INDIA: Reverse Migration Casts Shadow on Kerala Economy

  • by K.S. Harikrishnan (thiruvananthapuram)
  • Tuesday, June 30, 2009
  • Inter Press Service

In the United Arab Emirates (UAE) alone construction companies have halted or put on hold projects worth 582 billion dollars with no word on when work may resume.

Adding to the problem is a decision made by Kuwait to deport roughly 100,000 expatriates for having irregular documentation.

With some 2.1 million workers in the Middle East, administrators in Kerala have reason to fear that a sudden exodus may upset the state’s economy, which has become heavily dependent on remittances over three decades.

In 2008 non-resident Indians sent home 32 billion dollars making India a major beneficiary of migrant remittances. That figure represents three times the amount of foreign direct investment (FDI) that India receives.

Sheela Thomas, principal secretary to the chief minister and head of the Department of Non-Resident Keralities Affairs (NORKA), told IPS that the state government is closely monitoring the reverse migration. 'There is no room for panic or frenzy. We are in touch with various agencies in the Gulf to assess the predicament people are facing there.'

According to Peter Alphons, a Kuwait-based Indian businessman, thousands of Indians will lose their jobs if the government there implements deportation orders. Keralites form the single largest expatriate community in the Sheikhdom - about 580,000 in the total population of 3.5 million.

'Where Gulf rulers once depended on foreign workers to convert their petro- dollars into development, today they are not too happy with the large numbers of expatriates in their midst and see the global recession as an excuse to send back workers,' Alphons said. 'The six member Gulf Cooperation Council (GCC) has been worried over the demographic imbalance caused by their preponderance in countries like U.A.E, Kuwait, Saudi Arabia, Qatar,' he added.

S.M. Najeeb, general manager of NORKA, has admitted that reverse migration, which started from Dubai following a halt of construction work there, is now increasing rapidly. 'It is due to various reasons such as job loss, delay in salary, high cost of living conditions and restrictions on family visas.'

NORKA has decided to start schools to cope with the reported situation of massive reverse migration of Kerala students from Indian-run schools in the Middle East.

'Hundreds of students have already obtained school transfer certificates from Kuwaiti schools alone, while the picture is not different in the UAE,' said Thomas Chandy, a worker in Kuwait.

Recruiting agencies confirmed that hundreds of job visas were cancelled from across the Middle East.

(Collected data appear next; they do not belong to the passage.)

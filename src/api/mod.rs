//! HTTP API: expression submission and queries for clients, plus the
//! pull / post-result protocol for agents.

mod routes;
pub mod types;

pub use routes::{router, serve, AppState};
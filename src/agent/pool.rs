//! Agent pool: runs several agents against one orchestrator.

use futures::future::join_all;
use tokio::sync::mpsc;
use tokio_util::sync::CancellationToken;
use tracing::{info, warn};

use crate::agent::client::DispatchClient;
use crate::agent::worker::{Agent, AgentStats};
use crate::agent::AgentEvent;
use crate::config::WorkerConfig;

/// Runs `computing_power` agents until cancelled.
///
/// # Example
///
/// ```ignore
/// use tokio_util::sync::CancellationToken;
/// use calcflow::agent::AgentPool;
/// use calcflow::config::WorkerConfig;
///
/// let cancel = CancellationToken::new();
/// let stats = AgentPool::new(WorkerConfig::default()).run(cancel).await;
/// ```
pub struct AgentPool {
    config: WorkerConfig,
    event_tx: Option<mpsc::Sender<AgentEvent>>,
}

impl AgentPool {
    pub fn new(config: WorkerConfig) -> Self {
        Self {
            config,
            event_tx: None,
        }
    }

    /// Forward every agent's events to `event_tx`.
    pub fn with_events(mut self, event_tx: mpsc::Sender<AgentEvent>) -> Self {
        self.event_tx = Some(event_tx);
        self
    }

    /// Number of agents the pool will start.
    pub fn size(&self) -> usize {
        self.config.computing_power.max(1)
    }

    /// Run every agent until `cancel` fires and return the summed stats.
    pub async fn run(self, cancel: CancellationToken) -> AgentStats {
        let client = DispatchClient::new(&self.config.orchestrator_url);
        info!(
            "Starting {} agents against {}",
            self.size(),
            client.base_url()
        );

        let handles: Vec<_> = (0..self.size())
            .map(|_| {
                let mut agent = Agent::new(client.clone(), self.config.clone());
                if let Some(tx) = &self.event_tx {
                    agent = agent.with_events(tx.clone());
                }
                tokio::spawn(agent.run(cancel.clone()))
            })
            .collect();

        let mut total = AgentStats::default();
        for joined in join_all(handles).await {
            match joined {
                Ok(stats) => total = total + stats,
                Err(e) => warn!("Agent task panicked: {}", e),
            }
        }
        info!(
            "Agent pool stopped: {} completed, {} failed",
            total.completed, total.failed
        );
        total
    }
}
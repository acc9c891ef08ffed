//! HTTP route handlers.

use std::sync::Arc;

use axum::{
    extract::{rejection::JsonRejection, Path, State},
    http::StatusCode,
    response::{IntoResponse, Json, Response},
    routing::{get, post},
    Router,
};
use tokio::net::TcpListener;
use tokio_util::sync::CancellationToken;
use tower_http::trace::TraceLayer;
use tracing::{error, info};

use crate::core::{ExpressionId, TaskResult};
use crate::error::{Error, Result};
use crate::orchestration::Dispatcher;

use super::types::*;

type ApiError = (StatusCode, String);

/// Shared application state.
pub struct AppState {
    pub dispatcher: Dispatcher,
}

/// Build the router for both the public and the agent-facing routes.
pub fn router(dispatcher: Dispatcher) -> Router {
    let state = Arc::new(AppState { dispatcher });

    Router::new()
        .route("/api/v1/calculate", post(calculate))
        .route("/api/v1/expressions", get(list_expressions))
        .route("/api/v1/expressions/:id", get(get_expression))
        .route("/api/v1/pending-tasks", get(pending_tasks))
        // Agent protocol
        .route("/internal/task", get(pull_task).post(post_result))
        .route("/internal/task/result/:id", get(task_result))
        .layer(TraceLayer::new_for_http())
        .with_state(state)
}

/// Serve the API on `listener` until `shutdown` is cancelled.
pub async fn serve(
    listener: TcpListener,
    dispatcher: Dispatcher,
    shutdown: CancellationToken,
) -> Result<()> {
    let addr = listener.local_addr()?;
    info!("Orchestrator listening on {}", addr);

    axum::serve(listener, router(dispatcher))
        .with_graceful_shutdown(async move { shutdown.cancelled().await })
        .await?;

    info!("Orchestrator stopped");
    Ok(())
}

fn api_error(err: Error) -> ApiError {
    let status = match &err {
        Error::MissingTaskId | Error::Compile { .. } => StatusCode::UNPROCESSABLE_ENTITY,
        Error::MalformedTaskId(_)
        | Error::TaskNotFound(_)
        | Error::TaskNotCompleted(_)
        | Error::ExpressionNotFound(_) => StatusCode::NOT_FOUND,
        Error::QueueFull { .. } => StatusCode::SERVICE_UNAVAILABLE,
        _ => StatusCode::INTERNAL_SERVER_ERROR,
    };
    if status.is_server_error() {
        error!("Request failed: {}", err);
    }
    (status, err.to_string())
}

fn invalid_body(rejection: JsonRejection) -> ApiError {
    (StatusCode::UNPROCESSABLE_ENTITY, rejection.body_text())
}

async fn calculate(
    State(state): State<Arc<AppState>>,
    payload: std::result::Result<Json<CalculateRequest>, JsonRejection>,
) -> Response {
    let Json(req) = match payload {
        Ok(body) => body,
        Err(rejection) => return invalid_body(rejection).into_response(),
    };
    match state.dispatcher.submit(&req.expression).await {
        Ok(id) => (
            StatusCode::CREATED,
            Json(CalculateResponse { id, error: None }),
        )
            .into_response(),
        Err(Error::Compile { id, source }) => (
            StatusCode::UNPROCESSABLE_ENTITY,
            Json(CalculateResponse {
                id,
                error: Some(source.to_string()),
            }),
        )
            .into_response(),
        Err(e) => api_error(e).into_response(),
    }
}

async fn list_expressions(State(state): State<Arc<AppState>>) -> Json<ExpressionListResponse> {
    let expressions = state
        .dispatcher
        .expressions()
        .await
        .iter()
        .map(ExpressionView::from)
        .collect();
    Json(ExpressionListResponse { expressions })
}

async fn get_expression(
    State(state): State<Arc<AppState>>,
    Path(raw_id): Path<String>,
) -> std::result::Result<Json<ExpressionResponse>, ApiError> {
    let id: ExpressionId = raw_id.parse().map_err(|_| {
        (
            StatusCode::BAD_REQUEST,
            format!("Invalid expression id: {}", raw_id),
        )
    })?;
    let expression = state.dispatcher.expression(id).await.map_err(api_error)?;
    Ok(Json(ExpressionResponse {
        expression: ExpressionView::from(&expression),
    }))
}

async fn pending_tasks(State(state): State<Arc<AppState>>) -> Json<TaskListResponse> {
    Json(TaskListResponse {
        tasks: state.dispatcher.pending_tasks().await,
    })
}

async fn pull_task(
    State(state): State<Arc<AppState>>,
) -> std::result::Result<Json<TaskResponse>, ApiError> {
    state
        .dispatcher
        .pull()
        .await
        .map(|task| Json(TaskResponse { task }))
        .ok_or_else(|| (StatusCode::NOT_FOUND, "No task available".to_string()))
}

async fn post_result(
    State(state): State<Arc<AppState>>,
    payload: std::result::Result<Json<TaskResult>, JsonRejection>,
) -> std::result::Result<StatusCode, ApiError> {
    let Json(report) = payload.map_err(invalid_body)?;
    state
        .dispatcher
        .post_result(&report)
        .await
        .map_err(api_error)?;
    Ok(StatusCode::OK)
}

async fn task_result(
    State(state): State<Arc<AppState>>,
    Path(raw_id): Path<String>,
) -> std::result::Result<Json<TaskResultResponse>, ApiError> {
    let result = state
        .dispatcher
        .task_result(&raw_id)
        .await
        .map_err(api_error)?;
    Ok(Json(TaskResultResponse { result }))
}
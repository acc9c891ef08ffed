pub mod actors;
pub mod agent;
pub mod api;
pub mod compiler;
pub mod config;
pub mod core;
pub mod error;
pub mod log;
pub mod orchestration;
pub mod store;

pub use error::{Error, Result};
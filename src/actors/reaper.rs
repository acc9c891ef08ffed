//! Lease reaper: puts stalled in-flight tasks back on the pending queue.

use std::time::Duration;

use tokio_util::sync::CancellationToken;
use tracing::debug;

use crate::orchestration::Dispatcher;

use super::ActorHandle;

const REAP_INTERVAL: Duration = Duration::from_secs(1);

/// Actor that periodically requeues tasks whose agent never reported back.
pub struct LeaseReaperActor {
    dispatcher: Dispatcher,
    lease: Duration,
    interval: Duration,
}

impl LeaseReaperActor {
    pub fn new(dispatcher: Dispatcher, lease: Duration) -> Self {
        Self {
            dispatcher,
            lease,
            interval: REAP_INTERVAL.min(lease.max(Duration::from_millis(10))),
        }
    }

    pub fn with_interval(mut self, interval: Duration) -> Self {
        self.interval = interval;
        self
    }

    /// Start the actor. It stops when `parent` or the returned handle is
    /// cancelled.
    pub fn spawn(self, parent: &CancellationToken) -> ActorHandle {
        let cancel = parent.child_token();
        let cancel_clone = cancel.clone();

        debug!(lease_ms = self.lease.as_millis() as u64, "LeaseReaperActor::spawn");

        let join = tokio::spawn(async move {
            let mut interval = tokio::time::interval(self.interval);

            loop {
                tokio::select! {
                    _ = cancel_clone.cancelled() => {
                        debug!("LeaseReaperActor cancelled");
                        break;
                    }
                    _ = interval.tick() => {
                        self.dispatcher.requeue_expired(self.lease).await;
                    }
                }
            }
        });

        ActorHandle::new(cancel, join)
    }
}
//! Background actors.
//!
//! Each actor is an independent tokio task driven by a timer and stopped
//! through a `CancellationToken`:
//! - Lease redelivery of stalled tasks (LeaseReaperActor)

pub mod reaper;

use tokio::task::JoinHandle;
use tokio_util::sync::CancellationToken;

pub use reaper::LeaseReaperActor;

/// Handle to a running actor, used for graceful shutdown.
pub struct ActorHandle {
    cancel: CancellationToken,
    join: JoinHandle<()>,
}

impl ActorHandle {
    pub fn new(cancel: CancellationToken, join: JoinHandle<()>) -> Self {
        Self { cancel, join }
    }

    /// Signal the actor to shut down gracefully.
    pub fn shutdown(&self) {
        self.cancel.cancel();
    }

    /// Check if shutdown has been requested.
    pub fn is_cancelled(&self) -> bool {
        self.cancel.is_cancelled()
    }

    /// Signal shutdown and wait for the actor's loop to exit.
    pub async fn stop(self) {
        self.cancel.cancel();
        let _ = self.join.await;
    }
}
//! HTTP client for the agent side of the dispatch protocol.

use reqwest::StatusCode;
use serde::Deserialize;

use crate::core::{Task, TaskId, TaskResult};
use crate::Result;

#[derive(Deserialize)]
struct TaskEnvelope {
    task: Task,
}

#[derive(Deserialize)]
struct ResultEnvelope {
    result: f64,
}

/// Talks to the orchestrator's `/internal` routes.
#[derive(Debug, Clone)]
pub struct DispatchClient {
    http: reqwest::Client,
    base_url: String,
}

impl DispatchClient {
    pub fn new(base_url: &str) -> Self {
        Self {
            http: reqwest::Client::new(),
            base_url: base_url.trim_end_matches('/').to_string(),
        }
    }

    pub fn base_url(&self) -> &str {
        &self.base_url
    }

    /// Ask for a ready task. `None` when the orchestrator has nothing.
    pub async fn fetch_task(&self) -> Result<Option<Task>> {
        let resp = self
            .http
            .get(format!("{}/internal/task", self.base_url))
            .send()
            .await?;
        if resp.status() == StatusCode::NOT_FOUND {
            return Ok(None);
        }
        let envelope: TaskEnvelope = resp.error_for_status()?.json().await?;
        Ok(Some(envelope.task))
    }

    /// Result of a completed task. `None` when it is unknown or has no
    /// value yet.
    pub async fn task_result(&self, id: TaskId) -> Result<Option<f64>> {
        let resp = self
            .http
            .get(format!("{}/internal/task/result/{}", self.base_url, id))
            .send()
            .await?;
        if resp.status() == StatusCode::NOT_FOUND {
            return Ok(None);
        }
        let envelope: ResultEnvelope = resp.error_for_status()?.json().await?;
        Ok(Some(envelope.result))
    }

    pub async fn post_result(&self, report: &TaskResult) -> Result<()> {
        self.http
            .post(format!("{}/internal/task", self.base_url))
            .json(report)
            .send()
            .await?
            .error_for_status()?;
        Ok(())
    }
}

Especially affected is the Muslim dominated district of Malappuram where 71 percent of the families have either an emigrant or a returnee.

Overseas Development and Promotion Consultants Limited, which recruits Keralities for overseas jobs and has 60 enlisted recruiters in different countries, stated that a recruitment fall has occurred due to recession in Middle East.

M.C.A. Nazer, bureau chief in the Gulf for the Malayalam daily ‘Madhyamam’, told IPS over telephone that 30,000 visas had been cancelled in Dubai within the last three months. 'We do not know the exact numbers of Keralities whose visas were terminated following recession. More than 1,000 affected people, including Indians, are residing in camps in Dubai alone.'

According to B. Soman, an engineer in a French consultant organisation, petroleum and power are the only sectors that are safe. 'In these sectors, there is no fear of job termination. But other sectors such as health, basic retail and food, as well as essential services are partially affected, he said speaking from Hujira in UAE.'

A study by the Thiruvananthapuram-based Centre for Development Study (CDS) shows that the migration tendency of Keralites has remained stationary since 2003, while the number of NRKs per hundred households dropped from 39.7 to 36.2 during 2003-07.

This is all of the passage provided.